Having lost its access to the F-35 Lightning II, the TFX is of importance to Turkey as its sole (albeit current) option for a next-generation fighter. However, Ankara was also clear about exporting the fighter; but considering its current development track (and inputs), is this a realistic option?

How Realistic is the TFX?

There is skepticism about Turkey’s ability to develop the TFX, at least within its aggressive timelines and – more importantly – indigenization goals. In January 2020, the Presidency of Defence Industries (SSB) led by Dr. Ismail Demir reportedly said that the indigenous engine-equipped TFX would fly in 2029.[2] To achieve a goal of this magnitude on one’s first attempt at an in-house fighter and engine is unprecedented.

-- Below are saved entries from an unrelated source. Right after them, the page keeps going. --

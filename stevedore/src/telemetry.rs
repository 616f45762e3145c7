//! Tracing and telemetry instrumentation for stevedore.
//!
//! Helpers for creating launch spans and recording launch lifecycle events.
//! All functions work both with and without the `metrics` feature flag; with
//! it enabled they also update the Prometheus collectors in
//! [`crate::metrics`].
//!
//! # Example
//!
//! ```ignore
//! use stevedore::telemetry::{launch_span, record_launch_started};
//!
//! let span = launch_span(worker_id, "c-007", "worker");
//! let _enter = span.enter();
//! record_launch_started("worker");
//! ```

use std::time::{Duration, Instant};

use tracing::{info_span, Span};

/// Create the span a launch worker runs under.
///
/// Every log line of the launch carries the worker, container and role.
#[must_use]
pub fn launch_span(
    worker_id: impl AsRef<str>,
    container_id: impl AsRef<str>,
    role: impl AsRef<str>,
) -> Span {
    info_span!(
        "stevedore.launch",
        worker_id = %worker_id.as_ref(),
        container_id = %container_id.as_ref(),
        role = %role.as_ref(),
    )
}

/// Create a span for one stage of a launch.
#[must_use]
pub fn stage_span(stage: impl AsRef<str>) -> Span {
    info_span!("stevedore.stage", stage = %stage.as_ref())
}

/// Create a span for supervisor shutdown.
#[must_use]
pub fn shutdown_span(live_workers: usize) -> Span {
    info_span!("stevedore.shutdown", live_workers = live_workers)
}

/// Record that a worker started launching `role`.
pub fn record_launch_started(role: impl AsRef<str>) {
    tracing::info!(role = %role.as_ref(), "launch started");

    #[cfg(feature = "metrics")]
    crate::metrics::record_launch_started(role.as_ref());
}

/// Record a finished launch.
///
/// `status` is the outcome label: submitted, failed or abandoned.
pub fn record_launch_finished(role: impl AsRef<str>, status: impl AsRef<str>) {
    tracing::info!(
        role = %role.as_ref(),
        status = %status.as_ref(),
        "launch finished"
    );

    #[cfg(feature = "metrics")]
    crate::metrics::record_launch_finished(role.as_ref(), status.as_ref());
}

/// Record a spawn request turned away before a worker existed.
pub fn record_spawn_rejected(role: impl AsRef<str>, reason: impl AsRef<str>) {
    tracing::warn!(
        role = %role.as_ref(),
        reason = %reason.as_ref(),
        "launch rejected"
    );

    #[cfg(feature = "metrics")]
    crate::metrics::record_spawn_rejected(role.as_ref(), reason.as_ref());
}

pub fn observe_launch_duration(
    role: impl AsRef<str>,
    status: impl AsRef<str>,
    duration_secs: f64,
) {
    tracing::debug!(
        role = %role.as_ref(),
        status = %status.as_ref(),
        duration_secs = duration_secs,
        "launch duration observed"
    );

    #[cfg(feature = "metrics")]
    crate::metrics::observe_launch_duration(
        role.as_ref(),
        status.as_ref(),
        duration_secs,
    );
}

/// Update the live worker gauge.
pub fn set_live_workers(count: usize) {
    tracing::debug!(live_workers = count, "live workers updated");

    #[cfg(feature = "metrics")]
    crate::metrics::set_live_workers(count as f64);
}

/// Start timing a launch; pass the handle to [`record_launch_end`].
pub fn record_launch_start(worker_id: impl AsRef<str>) -> LaunchTimingHandle {
    LaunchTimingHandle {
        worker_id: worker_id.as_ref().to_string(),
        start: Instant::now(),
    }
}

/// Finish timing a launch and record its outcome.
pub fn record_launch_end(
    handle: LaunchTimingHandle,
    role: impl AsRef<str>,
    status: impl AsRef<str>,
) {
    let duration_secs = handle.elapsed().as_secs_f64();
    record_launch_finished(role.as_ref(), status.as_ref());
    observe_launch_duration(role, status, duration_secs);
}

/// Handle for tracking launch duration.
#[derive(Debug)]
pub struct LaunchTimingHandle {
    worker_id: String,
    start: Instant,
}

impl LaunchTimingHandle {
    #[must_use]
    pub fn worker_id(&self) -> &str {
        &self.worker_id
    }

    #[must_use]
    pub fn elapsed(&self) -> Duration {
        self.start.elapsed()
    }
}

In one respect, the TFX is fully tenable. In this context, one can trust Turkey’s ability to manage the project (from its past history manufacturing F-16s and, as of late, designing advanced drones) if it relies on reliable foreign inputs, such as engines and electronics. The Turkish industry – including both public sector giants such as TAI and private sector upstarts like KALE – was also involved in the F-35’s supply channel. Thus, its ability to support design, development, integration, manufacturing, and support is all established.

However, the caveat in this scenario is that the critical inputs – i.e., the most valuable and difficult to build – components are of foreign origin. If Turkey can take these inputs for granted, the TFX will be as capable and successful as the T129 ATAK attack helicopter and Altay main battle tank (MBT). However, if the Turks fail to secure these inputs, the TFX will suffer the same delays or export roadblocks as the ATAK and Altay.